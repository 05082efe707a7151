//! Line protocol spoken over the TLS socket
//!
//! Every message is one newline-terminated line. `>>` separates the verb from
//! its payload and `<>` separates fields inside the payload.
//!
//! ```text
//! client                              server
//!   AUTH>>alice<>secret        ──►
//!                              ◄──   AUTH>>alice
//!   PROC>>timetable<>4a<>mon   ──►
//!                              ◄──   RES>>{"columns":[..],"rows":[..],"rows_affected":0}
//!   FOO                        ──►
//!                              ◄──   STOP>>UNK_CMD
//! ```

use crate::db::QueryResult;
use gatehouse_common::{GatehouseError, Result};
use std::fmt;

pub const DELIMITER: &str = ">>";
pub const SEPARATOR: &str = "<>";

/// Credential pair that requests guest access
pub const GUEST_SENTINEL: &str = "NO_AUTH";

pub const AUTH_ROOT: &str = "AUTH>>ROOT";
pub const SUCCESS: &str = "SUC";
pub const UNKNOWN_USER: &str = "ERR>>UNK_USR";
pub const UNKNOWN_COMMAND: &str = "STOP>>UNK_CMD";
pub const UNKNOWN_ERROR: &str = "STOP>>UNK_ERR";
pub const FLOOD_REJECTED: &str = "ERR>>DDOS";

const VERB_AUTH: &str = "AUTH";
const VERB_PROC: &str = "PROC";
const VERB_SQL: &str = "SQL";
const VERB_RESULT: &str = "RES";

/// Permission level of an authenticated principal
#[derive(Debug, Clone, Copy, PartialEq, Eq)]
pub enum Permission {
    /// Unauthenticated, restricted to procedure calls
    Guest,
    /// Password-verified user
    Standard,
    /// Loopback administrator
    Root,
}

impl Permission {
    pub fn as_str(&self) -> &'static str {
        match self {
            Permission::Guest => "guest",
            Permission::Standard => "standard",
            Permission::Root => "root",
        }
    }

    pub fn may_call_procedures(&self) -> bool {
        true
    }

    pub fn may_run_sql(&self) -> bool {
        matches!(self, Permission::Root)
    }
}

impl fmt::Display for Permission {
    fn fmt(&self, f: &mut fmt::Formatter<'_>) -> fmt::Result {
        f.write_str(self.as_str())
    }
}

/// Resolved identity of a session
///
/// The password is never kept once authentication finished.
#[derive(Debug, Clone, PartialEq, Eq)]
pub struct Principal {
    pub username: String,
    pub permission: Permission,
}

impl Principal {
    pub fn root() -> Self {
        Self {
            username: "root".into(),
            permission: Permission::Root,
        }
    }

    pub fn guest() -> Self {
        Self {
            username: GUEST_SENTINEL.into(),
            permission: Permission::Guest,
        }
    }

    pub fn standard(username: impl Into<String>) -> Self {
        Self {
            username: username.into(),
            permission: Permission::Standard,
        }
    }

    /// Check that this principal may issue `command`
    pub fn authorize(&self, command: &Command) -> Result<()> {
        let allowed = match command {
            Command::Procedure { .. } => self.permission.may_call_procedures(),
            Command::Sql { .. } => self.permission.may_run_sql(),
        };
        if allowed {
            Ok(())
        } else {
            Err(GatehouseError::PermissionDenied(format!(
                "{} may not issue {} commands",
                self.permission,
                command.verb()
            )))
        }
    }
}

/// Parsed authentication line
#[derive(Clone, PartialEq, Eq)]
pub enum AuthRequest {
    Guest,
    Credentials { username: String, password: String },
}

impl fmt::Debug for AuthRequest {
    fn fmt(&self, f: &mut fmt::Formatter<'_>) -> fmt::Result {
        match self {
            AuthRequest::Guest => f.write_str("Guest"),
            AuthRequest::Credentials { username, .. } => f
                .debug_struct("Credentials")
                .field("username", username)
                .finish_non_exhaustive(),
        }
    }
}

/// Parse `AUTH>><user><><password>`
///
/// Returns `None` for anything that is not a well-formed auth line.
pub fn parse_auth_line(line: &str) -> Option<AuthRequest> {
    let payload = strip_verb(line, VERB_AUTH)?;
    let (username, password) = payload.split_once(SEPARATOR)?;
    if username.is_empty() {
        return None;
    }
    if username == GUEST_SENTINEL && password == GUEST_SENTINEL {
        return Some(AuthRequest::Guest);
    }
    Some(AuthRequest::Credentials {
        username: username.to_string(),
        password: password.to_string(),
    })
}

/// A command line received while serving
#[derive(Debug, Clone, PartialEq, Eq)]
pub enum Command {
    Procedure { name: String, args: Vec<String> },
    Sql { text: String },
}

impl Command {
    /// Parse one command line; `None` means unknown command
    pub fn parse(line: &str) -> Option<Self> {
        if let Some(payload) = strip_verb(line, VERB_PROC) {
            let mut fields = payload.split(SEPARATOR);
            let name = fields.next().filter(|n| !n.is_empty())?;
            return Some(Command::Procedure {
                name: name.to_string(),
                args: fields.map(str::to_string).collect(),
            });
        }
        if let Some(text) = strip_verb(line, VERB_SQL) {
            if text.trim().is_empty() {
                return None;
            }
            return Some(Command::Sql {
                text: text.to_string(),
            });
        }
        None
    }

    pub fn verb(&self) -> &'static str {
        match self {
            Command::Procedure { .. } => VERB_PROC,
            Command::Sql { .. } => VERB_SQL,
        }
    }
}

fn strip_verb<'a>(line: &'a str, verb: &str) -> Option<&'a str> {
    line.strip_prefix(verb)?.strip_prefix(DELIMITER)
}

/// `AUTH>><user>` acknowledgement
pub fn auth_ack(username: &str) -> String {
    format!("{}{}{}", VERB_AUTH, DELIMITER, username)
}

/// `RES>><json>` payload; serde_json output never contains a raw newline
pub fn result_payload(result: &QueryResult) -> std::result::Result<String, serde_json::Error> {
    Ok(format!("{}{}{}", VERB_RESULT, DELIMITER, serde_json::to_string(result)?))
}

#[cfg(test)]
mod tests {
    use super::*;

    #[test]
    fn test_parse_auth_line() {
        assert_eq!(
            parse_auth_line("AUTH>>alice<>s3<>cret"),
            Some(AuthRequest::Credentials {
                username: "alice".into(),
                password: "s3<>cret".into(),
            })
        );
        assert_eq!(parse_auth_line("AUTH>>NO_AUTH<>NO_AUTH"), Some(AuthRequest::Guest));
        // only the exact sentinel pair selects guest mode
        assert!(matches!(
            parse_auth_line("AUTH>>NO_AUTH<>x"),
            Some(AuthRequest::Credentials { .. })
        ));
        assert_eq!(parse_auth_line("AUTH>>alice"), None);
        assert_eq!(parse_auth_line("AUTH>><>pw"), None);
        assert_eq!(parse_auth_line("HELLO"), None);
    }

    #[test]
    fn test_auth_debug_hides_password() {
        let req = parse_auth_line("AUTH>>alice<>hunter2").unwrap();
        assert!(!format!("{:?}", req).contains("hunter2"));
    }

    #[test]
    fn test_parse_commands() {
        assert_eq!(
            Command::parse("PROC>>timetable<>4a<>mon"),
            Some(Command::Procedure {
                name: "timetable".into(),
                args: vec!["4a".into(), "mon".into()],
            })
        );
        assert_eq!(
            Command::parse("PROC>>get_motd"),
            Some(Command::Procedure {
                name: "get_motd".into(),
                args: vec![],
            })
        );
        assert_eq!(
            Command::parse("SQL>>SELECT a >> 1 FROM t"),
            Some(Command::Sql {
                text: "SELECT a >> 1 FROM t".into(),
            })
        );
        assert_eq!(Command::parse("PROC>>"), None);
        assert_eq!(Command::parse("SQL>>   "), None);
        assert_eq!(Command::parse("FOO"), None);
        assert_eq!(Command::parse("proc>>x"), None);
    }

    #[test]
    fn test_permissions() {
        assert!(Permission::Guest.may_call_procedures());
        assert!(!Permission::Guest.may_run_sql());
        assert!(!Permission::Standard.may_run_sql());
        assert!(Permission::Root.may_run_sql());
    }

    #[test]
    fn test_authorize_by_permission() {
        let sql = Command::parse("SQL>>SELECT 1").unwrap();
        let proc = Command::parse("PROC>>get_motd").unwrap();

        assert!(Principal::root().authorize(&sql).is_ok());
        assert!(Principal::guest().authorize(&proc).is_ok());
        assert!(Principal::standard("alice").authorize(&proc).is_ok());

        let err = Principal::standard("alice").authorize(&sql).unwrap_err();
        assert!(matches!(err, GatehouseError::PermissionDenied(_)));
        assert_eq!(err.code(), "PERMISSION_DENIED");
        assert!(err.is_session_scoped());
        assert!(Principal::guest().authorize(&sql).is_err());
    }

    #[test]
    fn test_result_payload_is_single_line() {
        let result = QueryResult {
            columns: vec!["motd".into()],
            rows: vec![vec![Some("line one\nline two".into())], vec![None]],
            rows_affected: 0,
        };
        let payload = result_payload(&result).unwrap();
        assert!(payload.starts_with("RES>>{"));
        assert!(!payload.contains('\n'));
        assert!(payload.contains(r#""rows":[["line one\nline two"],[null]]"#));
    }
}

• • • • •

== ACTION ITEM ==
Above are the entries. Copy exactly the part that opens with the line containing "f.write_str(self.as_str())" and closes with the line containing "if username == GUEST_SENTINEL", and no more.

== EXPECTED ANSWER ==
        f.write_str(self.as_str())
    }
}

/// Resolved identity of a session
///
/// The password is never kept once authentication finished.
#[derive(Debug, Clone, PartialEq, Eq)]
pub struct Principal {
    pub username: String,
    pub permission: Permission,
}

impl Principal {
    pub fn root() -> Self {
        Self {
            username: "root".into(),
            permission: Permission::Root,
        }
    }

    pub fn guest() -> Self {
        Self {
            username: GUEST_SENTINEL.into(),
            permission: Permission::Guest,
        }
    }

    pub fn standard(username: impl Into<String>) -> Self {
        Self {
            username: username.into(),
            permission: Permission::Standard,
        }
    }

    /// Check that this principal may issue `command`
    pub fn authorize(&self, command: &Command) -> Result<()> {
        let allowed = match command {
            Command::Procedure { .. } => self.permission.may_call_procedures(),
            Command::Sql { .. } => self.permission.may_run_sql(),
        };
        if allowed {
            Ok(())
        } else {
            Err(GatehouseError::PermissionDenied(format!(
                "{} may not issue {} commands",
                self.permission,
                command.verb()
            )))
        }
    }
}

/// Parsed authentication line
#[derive(Clone, PartialEq, Eq)]
pub enum AuthRequest {
    Guest,
    Credentials { username: String, password: String },
}

impl fmt::Debug for AuthRequest {
    fn fmt(&self, f: &mut fmt::Formatter<'_>) -> fmt::Result {
        match self {
            AuthRequest::Guest => f.write_str("Guest"),
            AuthRequest::Credentials { username, .. } => f
                .debug_struct("Credentials")
                .field("username", username)
                .finish_non_exhaustive(),
        }
    }
}

/// Parse `AUTH>><user><><password>`
///
/// Returns `None` for anything that is not a well-formed auth line.
pub fn parse_auth_line(line: &str) -> Option<AuthRequest> {
    let payload = strip_verb(line, VERB_AUTH)?;
    let (username, password) = payload.split_once(SEPARATOR)?;
    if username.is_empty() {
        return None;
    }
    if username == GUEST_SENTINEL && password == GUEST_SENTINEL {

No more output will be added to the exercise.